Stored items
____________

use std::sync::atomic::{AtomicBool, AtomicU8, Ordering};
use std::sync::mpsc::{SyncSender, sync_channel};
use std::sync::OnceLock;
use std::thread;
use std::time::{SystemTime, UNIX_EPOCH};

pub fn format_time(now: SystemTime) -> String {
    let duration = now.duration_since(UNIX_EPOCH).unwrap();
    let secs = duration.as_secs();

    let year = 1970 + (secs / 31_557_600); // Rough years
    let month = ((secs % 31_557_600) / 2_628_000) as u8 + 1;
    let day = ((secs % 2_628_000) / 86_400) as u8 + 1;
    let hour = ((secs % 86_400) / 3600) as u8;
    let minute = ((secs % 3600) / 60) as u8;
    let second = (secs % 60) as u8;

    format!(
        "{:04}-{:02}-{:02} {:02}:{:02}:{:02}",
        year, month, day, hour, minute, second
    )
}

/// Severity, ordered from most to least verbose. Matches the original
/// project's `LOG_DEBUG..LOG_ERROR` level-gate convention: a record is
/// emitted only if its level is `>=` the configured minimum.
#[derive(Debug, Clone, Copy, PartialEq, Eq, PartialOrd, Ord)]
#[repr(u8)]
pub enum Level {
    Trace = 0,
    Debug = 1,
    Info = 2,
    Warn = 3,
    Error = 4,
}

impl Level {
    fn tag(self) -> &'static str {
        match self {
            Level::Trace => "TRACE",
            Level::Debug => "DEBUG",
            Level::Info => "INFO ",
            Level::Warn => "WARN ",
            Level::Error => "ERROR",
        }
    }

    fn color(self) -> &'static str {
        match self {
            Level::Trace => "35", // Magenta
            Level::Debug => "36", // Cyan
            Level::Info => "32",  // Green
            Level::Warn => "33",  // Yellow
            Level::Error => "31", // Red
        }
    }
}

struct Logger {
    tx: SyncSender<String>,
}

static ENABLED: AtomicBool = AtomicBool::new(true);
static LEVEL: AtomicU8 = AtomicU8::new(Level::Info as u8);
static LOGGER: OnceLock<Logger> = OnceLock::new();

/// Starts the async writer thread and sets the initial filter. Idempotent:
/// a second call only updates `enabled`/`level`, the writer thread and its
/// queue are created once per process.
pub fn init(enabled: bool, level: Level, queue_capacity: usize) {
    ENABLED.store(enabled, Ordering::SeqCst);
    LEVEL.store(level as u8, Ordering::SeqCst);
    LOGGER.get_or_init(|| {
        let (tx, rx) = sync_channel::<String>(queue_capacity.max(1));
        thread::Builder::new()
            .name("log-writer".into())
            .spawn(move || {
                for line in rx {
                    println!("{line}");
                }
            })
            .expect("spawn log writer thread");
        Logger { tx }
    });
}

pub fn is_open() -> bool {
    ENABLED.load(Ordering::Relaxed)
}

pub fn get_level() -> u8 {
    LEVEL.load(Ordering::Relaxed)
}

pub fn set_level(level: Level) {
    LEVEL.store(level as u8, Ordering::SeqCst);
}

/// Formats and enqueues one log line. Blocks the caller if the bounded
/// queue is full rather than dropping the record (see invariant: log
/// ordering / backpressure over silent loss).
pub fn log_line(level: Level, line: String) {
    if !is_open() || (level as u8) < get_level() {
        return;
    }
    let ts = format_time(SystemTime::now());
    let formatted = format!(
        "[{}] \x1b[30m #|| web-server ||# \x1b[0m \x1b[{}m{}\x1b[0m: {}",
        ts,
        level.color(),
        level.tag(),
        line
    );
    match LOGGER.get() {
        Some(logger) => {
            let _ = logger.tx.send(formatted);
        }
        None => println!("{formatted}"),
    }
}

#[macro_export]
macro_rules! log {
    ($level:expr, $($arg:tt)*) => {
        $crate::log_line($level, format!($($arg)*))
    };
}

#[macro_export]
macro_rules! info {
    ($($arg:tt)*) => { $crate::log!($crate::Level::Info, $($arg)*) };
}
#[macro_export]
macro_rules! warn {
    ($($arg:tt)*) => { $crate::log!($crate::Level::Warn, $($arg)*) };
}
#[macro_export]
macro_rules! errors {
    ($($arg:tt)*) => { $crate::log!($crate::Level::Error, $($arg)*) };
}
#[macro_export]
macro_rules! debug {
    ($($arg:tt)*) => { $crate::log!($crate::Level::Debug, $($arg)*) };
}
#[macro_export]
macro_rules! trace {
    ($($arg:tt)*) => { $crate::log!($crate::Level::Trace, $($arg)*) };
}

#[cfg(test)]
mod tests {
    use super::*;

    #[test]
    fn disabled_logger_suppresses_everything() {
        ENABLED.store(false, Ordering::SeqCst);
        // log_line must not panic and must return immediately without a
        // writer thread present.
        log_line(Level::Error, "should not print".into());
        ENABLED.store(true, Ordering::SeqCst);
    }

    #[test]
    fn level_filter_gates_by_severity() {
        LEVEL.store(Level::Warn as u8, Ordering::SeqCst);
        assert!((Level::Error as u8) >= get_level());
        assert!((Level::Info as u8) < get_level());
        LEVEL.store(Level::Info as u8, Ordering::SeqCst);
    }
}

____________

## [Task instructions]
The records above need to be written out once more, exactly.

## [Your response]
use std::sync::atomic::{AtomicBool, AtomicU8, Ordering};
use std::sync::mpsc::{SyncSender, sync_channel};
use std::sync::OnceLock;
use std::thread;
use std::time::{SystemTime, UNIX_EPOCH};

pub fn format_time(now: SystemTime) -> String {
    let duration = now.duration_since(UNIX_EPOCH).unwrap();
    let secs = duration.as_secs();

    let year = 1970 + (secs / 31_557_600); // Rough years
    let month = ((secs % 31_557_600) / 2_628_000) as u8 + 1;
    let day = ((secs % 2_628_000) / 86_400) as u8 + 1;
    let hour = ((secs % 86_400) / 3600) as u8;
    let minute = ((secs % 3600) / 60) as u8;
    let second = (secs % 60) as u8;

    format!(
        "{:04}-{:02}-{:02} {:02}:{:02}:{:02}",
        year, month, day, hour, minute, second
    )
}

/// Severity, ordered from most to least verbose. Matches the original
/// project's `LOG_DEBUG..LOG_ERROR` level-gate convention: a record is
/// emitted only if its level is `>=` the configured minimum.
#[derive(Debug, Clone, Copy, PartialEq, Eq, PartialOrd, Ord)]
#[repr(u8)]
pub enum Level {
    Trace = 0,
    Debug = 1,
    Info = 2,
    Warn = 3,
    Error = 4,
}

impl Level {
    fn tag(self) -> &'static str {
        match self {
            Level::Trace => "TRACE",
            Level::Debug => "DEBUG",
            Level::Info => "INFO ",
            Level::Warn => "WARN ",
            Level::Error => "ERROR",
        }
    }

    fn color(self) -> &'static str {
        match self {
            Level::Trace => "35", // Magenta
            Level::Debug => "36", // Cyan
            Level::Info => "32",  // Green
            Level::Warn => "33",  // Yellow
            Level::Error => "31", // Red
        }
    }
}

struct Logger {
    tx: SyncSender<String>,
}

static ENABLED: AtomicBool = AtomicBool::new(true);
static LEVEL: AtomicU8 = AtomicU8::new(Level::Info as u8);
static LOGGER: OnceLock<Logger> = OnceLock::new();

/// Starts the async writer thread and sets the initial filter. Idempotent:
/// a second call only updates `enabled`/`level`, the writer thread and its
/// queue are created once per process.
pub fn init(enabled: bool, level: Level, queue_capacity: usize) {
    ENABLED.store(enabled, Ordering::SeqCst);
    LEVEL.store(level as u8, Ordering::SeqCst);
    LOGGER.get_or_init(|| {
        let (tx, rx) = sync_channel::<String>(queue_capacity.max(1));
        thread::Builder::new()
            .name("log-writer".into())
            .spawn(move || {
                for line in rx {
                    println!("{line}");
                }
            })
            .expect("spawn log writer thread");
        Logger { tx }
    });
}

pub fn is_open() -> bool {
    ENABLED.load(Ordering::Relaxed)
}

pub fn get_level() -> u8 {
    LEVEL.load(Ordering::Relaxed)
}

pub fn set_level(level: Level) {
    LEVEL.store(level as u8, Ordering::SeqCst);
}

/// Formats and enqueues one log line. Blocks the caller if the bounded
/// queue is full rather than dropping the record (see invariant: log
/// ordering / backpressure over silent loss).
pub fn log_line(level: Level, line: String) {
    if !is_open() || (level as u8) < get_level() {
        return;
    }
    let ts = format_time(SystemTime::now());
    let formatted = format!(
        "[{}] \x1b[30m #|| web-server ||# \x1b[0m \x1b[{}m{}\x1b[0m: {}",
        ts,
        level.color(),
        level.tag(),
        line
    );
    match LOGGER.get() {
        Some(logger) => {
            let _ = logger.tx.send(formatted);
        }
        None => println!("{formatted}"),
    }
}

#[macro_export]
macro_rules! log {
    ($level:expr, $($arg:tt)*) => {
        $crate::log_line($level, format!($($arg)*))
    };
}

#[macro_export]
macro_rules! info {
    ($($arg:tt)*) => { $crate::log!($crate::Level::Info, $($arg)*) };
}
#[macro_export]
macro_rules! warn {
    ($($arg:tt)*) => { $crate::log!($crate::Level::Warn, $($arg)*) };
}
#[macro_export]
macro_rules! errors {
    ($($arg:tt)*) => { $crate::log!($crate::Level::Error, $($arg)*) };
}
#[macro_export]
macro_rules! debug {
    ($($arg:tt)*) => { $crate::log!($crate::Level::Debug, $($arg)*) };
}
#[macro_export]
macro_rules! trace {
    ($($arg:tt)*) => { $crate::log!($crate::Level::Trace, $($arg)*) };
}

#[cfg(test)]
mod tests {
    use super::*;

    #[test]
    fn disabled_logger_suppresses_everything() {
        ENABLED.store(false, Ordering::SeqCst);
        // log_line must not panic and must return immediately without a
        // writer thread present.
        log_line(Level::Error, "should not print".into());
        ENABLED.store(true, Ordering::SeqCst);
    }

    #[test]
    fn level_filter_gates_by_severity() {
        LEVEL.store(Level::Warn as u8, Ordering::SeqCst);
        assert!((Level::Error as u8) >= get_level());
        assert!((Level::Info as u8) < get_level());
        LEVEL.store(Level::Info as u8, Ordering::SeqCst);
    }
}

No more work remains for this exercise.